START DATASET ENTRIES
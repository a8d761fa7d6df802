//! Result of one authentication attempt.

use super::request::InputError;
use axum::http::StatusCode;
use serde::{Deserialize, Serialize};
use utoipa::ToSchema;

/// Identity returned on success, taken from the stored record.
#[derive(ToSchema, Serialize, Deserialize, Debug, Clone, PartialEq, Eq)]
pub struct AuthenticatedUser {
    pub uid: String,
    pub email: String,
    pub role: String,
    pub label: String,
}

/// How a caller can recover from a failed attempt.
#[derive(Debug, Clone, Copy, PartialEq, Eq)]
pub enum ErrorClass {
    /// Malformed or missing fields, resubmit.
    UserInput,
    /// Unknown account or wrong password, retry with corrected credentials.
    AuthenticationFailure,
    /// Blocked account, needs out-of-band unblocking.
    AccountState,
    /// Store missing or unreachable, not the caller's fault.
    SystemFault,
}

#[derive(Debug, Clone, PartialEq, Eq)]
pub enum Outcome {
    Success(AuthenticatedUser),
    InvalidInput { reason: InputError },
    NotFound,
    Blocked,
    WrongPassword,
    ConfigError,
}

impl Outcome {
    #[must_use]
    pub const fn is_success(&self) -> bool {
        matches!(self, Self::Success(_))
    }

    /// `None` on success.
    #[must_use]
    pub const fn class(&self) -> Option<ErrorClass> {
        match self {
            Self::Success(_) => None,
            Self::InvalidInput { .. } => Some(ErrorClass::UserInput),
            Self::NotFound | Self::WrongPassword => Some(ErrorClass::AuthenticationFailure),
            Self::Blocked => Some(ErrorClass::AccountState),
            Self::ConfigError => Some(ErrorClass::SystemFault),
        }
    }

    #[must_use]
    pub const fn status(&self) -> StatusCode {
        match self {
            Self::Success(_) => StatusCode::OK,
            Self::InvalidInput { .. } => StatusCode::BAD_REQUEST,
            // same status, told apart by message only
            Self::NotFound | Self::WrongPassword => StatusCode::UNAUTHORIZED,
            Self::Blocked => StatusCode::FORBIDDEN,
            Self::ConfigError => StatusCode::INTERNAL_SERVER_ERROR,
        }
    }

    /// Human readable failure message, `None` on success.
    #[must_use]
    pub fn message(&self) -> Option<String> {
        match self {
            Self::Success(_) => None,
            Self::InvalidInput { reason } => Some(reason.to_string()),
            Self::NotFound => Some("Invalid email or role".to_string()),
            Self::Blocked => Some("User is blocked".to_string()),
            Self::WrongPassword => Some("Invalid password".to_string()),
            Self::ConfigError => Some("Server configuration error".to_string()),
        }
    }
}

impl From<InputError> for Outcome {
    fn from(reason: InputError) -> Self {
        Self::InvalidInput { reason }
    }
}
END DATASET ENTRIES
START DATASET ENTRIES
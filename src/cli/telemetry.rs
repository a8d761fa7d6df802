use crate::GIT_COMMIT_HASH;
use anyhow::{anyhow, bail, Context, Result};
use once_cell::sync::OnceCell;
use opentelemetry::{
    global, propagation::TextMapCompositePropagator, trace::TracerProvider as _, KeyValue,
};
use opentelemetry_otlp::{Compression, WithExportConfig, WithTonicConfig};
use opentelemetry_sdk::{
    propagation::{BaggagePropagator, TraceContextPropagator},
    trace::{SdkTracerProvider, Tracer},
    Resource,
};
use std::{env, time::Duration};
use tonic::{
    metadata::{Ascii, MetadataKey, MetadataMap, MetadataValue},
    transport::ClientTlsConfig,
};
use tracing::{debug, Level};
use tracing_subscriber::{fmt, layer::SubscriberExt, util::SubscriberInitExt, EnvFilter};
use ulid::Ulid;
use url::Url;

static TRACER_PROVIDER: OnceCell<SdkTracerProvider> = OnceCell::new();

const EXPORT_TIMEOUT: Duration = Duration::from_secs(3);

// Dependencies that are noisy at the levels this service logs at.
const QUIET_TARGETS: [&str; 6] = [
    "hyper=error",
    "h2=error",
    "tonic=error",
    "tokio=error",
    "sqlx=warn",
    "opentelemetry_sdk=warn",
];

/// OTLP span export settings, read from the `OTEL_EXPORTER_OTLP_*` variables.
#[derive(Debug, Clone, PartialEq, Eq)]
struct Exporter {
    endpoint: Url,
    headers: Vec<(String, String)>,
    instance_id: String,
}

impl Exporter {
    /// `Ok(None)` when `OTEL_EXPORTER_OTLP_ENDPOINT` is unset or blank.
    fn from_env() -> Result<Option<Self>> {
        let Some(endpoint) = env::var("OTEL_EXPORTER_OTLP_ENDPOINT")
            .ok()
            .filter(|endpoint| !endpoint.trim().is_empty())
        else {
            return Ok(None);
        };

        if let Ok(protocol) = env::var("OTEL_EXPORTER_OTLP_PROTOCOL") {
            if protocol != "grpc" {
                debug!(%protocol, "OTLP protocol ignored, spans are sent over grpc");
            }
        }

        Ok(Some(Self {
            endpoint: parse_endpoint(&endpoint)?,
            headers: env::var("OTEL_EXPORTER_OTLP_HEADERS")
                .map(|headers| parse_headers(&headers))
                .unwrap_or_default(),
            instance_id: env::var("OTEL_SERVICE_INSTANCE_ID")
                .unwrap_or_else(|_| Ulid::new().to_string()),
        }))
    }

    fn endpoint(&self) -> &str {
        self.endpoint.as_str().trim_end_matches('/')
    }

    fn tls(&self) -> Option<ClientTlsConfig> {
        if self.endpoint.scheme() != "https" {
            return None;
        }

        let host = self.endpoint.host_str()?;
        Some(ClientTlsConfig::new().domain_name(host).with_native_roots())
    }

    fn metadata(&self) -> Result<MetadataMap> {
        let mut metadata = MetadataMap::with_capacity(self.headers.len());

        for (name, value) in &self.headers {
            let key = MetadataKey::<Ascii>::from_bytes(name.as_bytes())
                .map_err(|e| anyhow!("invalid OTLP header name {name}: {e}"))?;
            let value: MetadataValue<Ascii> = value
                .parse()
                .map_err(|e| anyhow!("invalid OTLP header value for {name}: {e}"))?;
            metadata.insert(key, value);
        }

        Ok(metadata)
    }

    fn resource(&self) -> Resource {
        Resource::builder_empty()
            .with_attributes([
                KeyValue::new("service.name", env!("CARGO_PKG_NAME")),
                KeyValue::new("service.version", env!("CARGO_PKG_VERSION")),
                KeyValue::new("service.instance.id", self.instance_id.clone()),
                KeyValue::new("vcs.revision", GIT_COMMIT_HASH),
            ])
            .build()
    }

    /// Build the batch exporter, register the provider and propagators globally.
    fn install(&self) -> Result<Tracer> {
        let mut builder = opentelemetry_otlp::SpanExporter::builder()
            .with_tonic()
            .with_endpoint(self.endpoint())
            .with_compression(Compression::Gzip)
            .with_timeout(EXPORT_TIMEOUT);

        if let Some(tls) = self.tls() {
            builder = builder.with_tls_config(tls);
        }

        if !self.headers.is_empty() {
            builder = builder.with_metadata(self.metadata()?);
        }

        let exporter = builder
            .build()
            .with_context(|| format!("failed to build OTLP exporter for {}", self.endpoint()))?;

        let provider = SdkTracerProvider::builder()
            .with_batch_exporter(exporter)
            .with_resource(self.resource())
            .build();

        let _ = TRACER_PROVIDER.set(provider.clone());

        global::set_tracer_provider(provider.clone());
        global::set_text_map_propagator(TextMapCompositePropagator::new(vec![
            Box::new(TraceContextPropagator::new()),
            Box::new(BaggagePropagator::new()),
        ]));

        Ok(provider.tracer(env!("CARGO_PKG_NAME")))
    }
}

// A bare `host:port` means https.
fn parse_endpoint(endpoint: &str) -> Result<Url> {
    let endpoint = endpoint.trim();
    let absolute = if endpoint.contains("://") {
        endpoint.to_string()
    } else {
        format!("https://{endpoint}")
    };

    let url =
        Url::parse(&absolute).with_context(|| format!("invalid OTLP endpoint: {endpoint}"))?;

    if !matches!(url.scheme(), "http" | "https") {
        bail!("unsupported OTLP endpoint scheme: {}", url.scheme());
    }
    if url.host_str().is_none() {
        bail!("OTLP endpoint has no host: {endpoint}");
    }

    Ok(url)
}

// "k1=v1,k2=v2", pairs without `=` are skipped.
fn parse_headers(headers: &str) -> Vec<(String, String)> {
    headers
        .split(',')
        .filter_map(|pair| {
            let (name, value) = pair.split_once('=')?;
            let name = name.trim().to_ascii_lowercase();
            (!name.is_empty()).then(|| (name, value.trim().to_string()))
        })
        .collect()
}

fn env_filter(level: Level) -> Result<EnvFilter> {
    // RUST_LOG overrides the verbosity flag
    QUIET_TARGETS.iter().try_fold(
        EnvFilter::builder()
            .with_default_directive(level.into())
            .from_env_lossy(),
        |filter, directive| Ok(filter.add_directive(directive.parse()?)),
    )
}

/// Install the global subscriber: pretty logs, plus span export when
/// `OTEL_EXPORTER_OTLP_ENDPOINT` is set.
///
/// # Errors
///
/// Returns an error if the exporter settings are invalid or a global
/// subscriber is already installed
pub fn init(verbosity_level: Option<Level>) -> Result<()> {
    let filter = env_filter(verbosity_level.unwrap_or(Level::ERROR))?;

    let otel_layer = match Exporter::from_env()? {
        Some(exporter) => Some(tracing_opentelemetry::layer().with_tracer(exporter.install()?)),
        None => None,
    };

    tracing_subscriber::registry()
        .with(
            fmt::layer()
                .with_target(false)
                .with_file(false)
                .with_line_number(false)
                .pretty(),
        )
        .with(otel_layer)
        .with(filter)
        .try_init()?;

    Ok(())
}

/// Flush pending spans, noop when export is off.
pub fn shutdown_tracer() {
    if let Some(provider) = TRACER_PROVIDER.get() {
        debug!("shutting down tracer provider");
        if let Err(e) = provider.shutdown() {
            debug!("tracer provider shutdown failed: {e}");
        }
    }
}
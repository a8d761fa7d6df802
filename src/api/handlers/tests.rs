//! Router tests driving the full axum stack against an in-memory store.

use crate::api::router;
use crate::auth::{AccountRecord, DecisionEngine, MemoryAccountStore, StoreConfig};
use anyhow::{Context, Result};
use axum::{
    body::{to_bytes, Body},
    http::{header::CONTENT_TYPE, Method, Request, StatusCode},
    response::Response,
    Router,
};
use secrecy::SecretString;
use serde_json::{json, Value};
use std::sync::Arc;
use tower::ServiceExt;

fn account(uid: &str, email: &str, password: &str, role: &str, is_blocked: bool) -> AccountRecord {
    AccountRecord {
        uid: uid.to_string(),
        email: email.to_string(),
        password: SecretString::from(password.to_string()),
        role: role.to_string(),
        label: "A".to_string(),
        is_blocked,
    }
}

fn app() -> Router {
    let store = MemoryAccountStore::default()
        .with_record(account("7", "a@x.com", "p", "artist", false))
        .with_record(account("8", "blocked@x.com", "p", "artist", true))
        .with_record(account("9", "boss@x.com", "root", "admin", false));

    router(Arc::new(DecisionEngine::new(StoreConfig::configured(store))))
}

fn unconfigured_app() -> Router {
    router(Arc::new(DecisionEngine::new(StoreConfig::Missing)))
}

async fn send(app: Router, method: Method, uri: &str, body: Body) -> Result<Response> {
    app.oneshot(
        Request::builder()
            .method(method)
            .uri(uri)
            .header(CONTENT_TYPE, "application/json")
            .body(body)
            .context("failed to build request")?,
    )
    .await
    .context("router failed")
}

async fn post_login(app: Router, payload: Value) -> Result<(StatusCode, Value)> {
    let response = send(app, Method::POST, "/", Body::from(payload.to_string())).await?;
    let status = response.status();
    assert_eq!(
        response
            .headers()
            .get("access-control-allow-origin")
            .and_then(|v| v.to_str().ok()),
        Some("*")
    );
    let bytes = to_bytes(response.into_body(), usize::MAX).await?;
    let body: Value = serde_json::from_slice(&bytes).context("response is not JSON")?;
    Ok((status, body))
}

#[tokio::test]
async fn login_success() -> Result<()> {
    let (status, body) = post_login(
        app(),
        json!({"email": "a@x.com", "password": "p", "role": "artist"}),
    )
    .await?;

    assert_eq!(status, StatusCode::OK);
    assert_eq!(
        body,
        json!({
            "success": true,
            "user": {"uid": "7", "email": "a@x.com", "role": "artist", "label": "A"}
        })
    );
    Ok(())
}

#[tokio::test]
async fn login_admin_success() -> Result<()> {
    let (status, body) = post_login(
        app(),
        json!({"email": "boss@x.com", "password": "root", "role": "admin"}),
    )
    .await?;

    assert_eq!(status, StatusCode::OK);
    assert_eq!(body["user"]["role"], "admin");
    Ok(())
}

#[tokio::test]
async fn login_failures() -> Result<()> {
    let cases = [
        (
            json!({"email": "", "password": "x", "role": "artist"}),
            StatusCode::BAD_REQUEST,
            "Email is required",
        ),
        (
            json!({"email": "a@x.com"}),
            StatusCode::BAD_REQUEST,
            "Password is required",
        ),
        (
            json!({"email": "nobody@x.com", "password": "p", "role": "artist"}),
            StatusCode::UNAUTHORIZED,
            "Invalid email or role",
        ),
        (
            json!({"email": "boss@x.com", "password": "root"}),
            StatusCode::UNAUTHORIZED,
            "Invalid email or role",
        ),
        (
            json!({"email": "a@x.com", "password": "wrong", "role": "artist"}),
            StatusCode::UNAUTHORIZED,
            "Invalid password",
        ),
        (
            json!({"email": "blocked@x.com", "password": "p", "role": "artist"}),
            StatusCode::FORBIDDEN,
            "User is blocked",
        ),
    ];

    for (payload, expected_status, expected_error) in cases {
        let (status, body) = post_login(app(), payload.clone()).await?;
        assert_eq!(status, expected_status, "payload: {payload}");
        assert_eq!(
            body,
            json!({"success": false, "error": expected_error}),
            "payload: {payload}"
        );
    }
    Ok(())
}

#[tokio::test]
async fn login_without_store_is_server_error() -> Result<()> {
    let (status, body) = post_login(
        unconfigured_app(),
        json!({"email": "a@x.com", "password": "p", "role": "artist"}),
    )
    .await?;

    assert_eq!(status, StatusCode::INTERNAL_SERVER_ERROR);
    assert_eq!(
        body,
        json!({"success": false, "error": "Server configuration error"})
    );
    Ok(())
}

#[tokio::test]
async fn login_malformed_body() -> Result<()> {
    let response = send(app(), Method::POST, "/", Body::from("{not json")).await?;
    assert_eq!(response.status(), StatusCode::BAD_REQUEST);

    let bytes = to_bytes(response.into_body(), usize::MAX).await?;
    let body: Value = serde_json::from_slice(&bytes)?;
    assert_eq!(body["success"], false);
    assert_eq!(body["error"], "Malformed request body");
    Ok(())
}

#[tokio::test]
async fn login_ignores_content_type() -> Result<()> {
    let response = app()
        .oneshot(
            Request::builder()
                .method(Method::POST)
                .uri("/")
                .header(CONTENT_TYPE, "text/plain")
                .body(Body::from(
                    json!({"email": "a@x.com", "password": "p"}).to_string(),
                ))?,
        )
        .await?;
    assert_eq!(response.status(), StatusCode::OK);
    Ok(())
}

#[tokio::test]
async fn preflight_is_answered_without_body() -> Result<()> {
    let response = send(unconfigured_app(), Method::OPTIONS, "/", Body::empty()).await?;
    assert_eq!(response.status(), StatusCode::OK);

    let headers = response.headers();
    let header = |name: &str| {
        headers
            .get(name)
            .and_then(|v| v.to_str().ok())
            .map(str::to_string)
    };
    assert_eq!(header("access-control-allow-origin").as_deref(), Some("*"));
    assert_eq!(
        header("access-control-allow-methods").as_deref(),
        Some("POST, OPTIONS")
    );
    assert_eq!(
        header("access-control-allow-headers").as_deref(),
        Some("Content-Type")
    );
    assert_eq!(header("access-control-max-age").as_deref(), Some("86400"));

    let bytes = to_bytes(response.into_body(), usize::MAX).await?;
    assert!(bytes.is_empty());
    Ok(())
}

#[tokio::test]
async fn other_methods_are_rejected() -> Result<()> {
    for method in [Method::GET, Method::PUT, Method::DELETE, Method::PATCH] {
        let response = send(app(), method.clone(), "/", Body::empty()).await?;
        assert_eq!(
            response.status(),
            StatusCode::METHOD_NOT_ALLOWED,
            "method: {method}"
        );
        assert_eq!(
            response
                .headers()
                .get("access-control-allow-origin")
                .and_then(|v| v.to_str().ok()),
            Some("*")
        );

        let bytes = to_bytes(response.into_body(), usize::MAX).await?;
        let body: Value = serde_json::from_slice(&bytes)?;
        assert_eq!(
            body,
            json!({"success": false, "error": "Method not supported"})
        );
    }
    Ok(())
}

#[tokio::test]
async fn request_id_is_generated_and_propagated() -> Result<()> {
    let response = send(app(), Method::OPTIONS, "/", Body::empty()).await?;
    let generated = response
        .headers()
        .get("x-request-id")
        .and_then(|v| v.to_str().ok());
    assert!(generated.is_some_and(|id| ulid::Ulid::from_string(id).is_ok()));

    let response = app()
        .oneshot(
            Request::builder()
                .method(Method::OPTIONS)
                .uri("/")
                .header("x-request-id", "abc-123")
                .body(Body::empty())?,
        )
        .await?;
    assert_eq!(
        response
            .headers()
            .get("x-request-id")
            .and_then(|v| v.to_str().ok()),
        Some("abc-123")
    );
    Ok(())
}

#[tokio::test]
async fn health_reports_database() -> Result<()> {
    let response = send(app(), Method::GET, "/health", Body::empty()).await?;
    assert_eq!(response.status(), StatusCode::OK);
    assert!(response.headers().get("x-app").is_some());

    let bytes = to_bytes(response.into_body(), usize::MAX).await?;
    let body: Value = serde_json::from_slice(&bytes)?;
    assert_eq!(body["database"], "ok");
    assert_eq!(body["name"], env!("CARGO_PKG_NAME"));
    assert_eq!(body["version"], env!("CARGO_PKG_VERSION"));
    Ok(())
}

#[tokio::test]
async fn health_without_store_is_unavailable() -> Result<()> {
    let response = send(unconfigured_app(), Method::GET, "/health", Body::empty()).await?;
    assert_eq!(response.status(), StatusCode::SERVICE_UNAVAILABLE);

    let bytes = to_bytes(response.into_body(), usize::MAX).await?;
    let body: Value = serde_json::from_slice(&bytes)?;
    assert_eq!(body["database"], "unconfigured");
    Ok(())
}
END DATASET ENTRIES
START DATASET ENTRIES
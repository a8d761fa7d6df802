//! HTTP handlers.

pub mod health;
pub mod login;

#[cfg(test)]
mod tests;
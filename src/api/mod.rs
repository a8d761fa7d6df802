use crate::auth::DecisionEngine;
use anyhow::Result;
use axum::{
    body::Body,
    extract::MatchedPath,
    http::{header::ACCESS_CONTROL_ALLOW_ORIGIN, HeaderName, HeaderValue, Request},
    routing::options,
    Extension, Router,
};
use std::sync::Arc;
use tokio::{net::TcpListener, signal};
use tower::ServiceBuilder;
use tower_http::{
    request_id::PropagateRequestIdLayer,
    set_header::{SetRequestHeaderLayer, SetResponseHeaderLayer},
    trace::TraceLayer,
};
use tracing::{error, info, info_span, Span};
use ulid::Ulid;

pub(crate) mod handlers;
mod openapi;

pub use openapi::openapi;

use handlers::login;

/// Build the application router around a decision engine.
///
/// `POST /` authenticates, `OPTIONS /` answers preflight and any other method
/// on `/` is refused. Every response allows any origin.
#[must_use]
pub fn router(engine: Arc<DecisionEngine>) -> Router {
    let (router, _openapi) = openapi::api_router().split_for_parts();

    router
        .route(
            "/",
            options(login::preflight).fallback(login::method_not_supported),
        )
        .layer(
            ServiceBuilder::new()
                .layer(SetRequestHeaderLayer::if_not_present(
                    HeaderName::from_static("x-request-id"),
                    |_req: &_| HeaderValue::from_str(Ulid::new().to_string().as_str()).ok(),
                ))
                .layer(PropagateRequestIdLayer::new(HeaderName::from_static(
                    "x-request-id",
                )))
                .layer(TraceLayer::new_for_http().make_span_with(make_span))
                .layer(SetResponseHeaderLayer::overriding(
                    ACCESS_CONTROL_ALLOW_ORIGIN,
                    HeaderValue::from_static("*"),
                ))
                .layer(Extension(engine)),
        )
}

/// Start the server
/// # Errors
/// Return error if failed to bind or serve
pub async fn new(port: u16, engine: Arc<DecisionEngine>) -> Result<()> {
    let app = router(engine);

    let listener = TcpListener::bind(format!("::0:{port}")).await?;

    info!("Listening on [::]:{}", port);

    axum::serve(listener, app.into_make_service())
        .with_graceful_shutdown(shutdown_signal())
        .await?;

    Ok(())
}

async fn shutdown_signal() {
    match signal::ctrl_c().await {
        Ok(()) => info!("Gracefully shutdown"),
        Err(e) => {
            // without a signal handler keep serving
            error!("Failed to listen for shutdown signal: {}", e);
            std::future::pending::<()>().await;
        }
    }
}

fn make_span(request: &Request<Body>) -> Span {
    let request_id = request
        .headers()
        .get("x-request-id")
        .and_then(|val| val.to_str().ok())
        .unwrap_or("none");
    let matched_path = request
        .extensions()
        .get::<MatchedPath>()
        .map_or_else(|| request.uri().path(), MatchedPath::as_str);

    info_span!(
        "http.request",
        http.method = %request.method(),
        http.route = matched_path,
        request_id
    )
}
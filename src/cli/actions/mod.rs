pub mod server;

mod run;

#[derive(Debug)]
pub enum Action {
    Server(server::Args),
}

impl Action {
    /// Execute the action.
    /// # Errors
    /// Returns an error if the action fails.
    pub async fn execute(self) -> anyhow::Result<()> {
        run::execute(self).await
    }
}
END DATASET ENTRIES
_TASK BRIEF:_ For each line of the entries that includes "Duration", show that line.

_SOLUTION FOR THIS EXERCISE:_
use std::{env, time::Duration};
const EXPORT_TIMEOUT: Duration = Duration::from_secs(3);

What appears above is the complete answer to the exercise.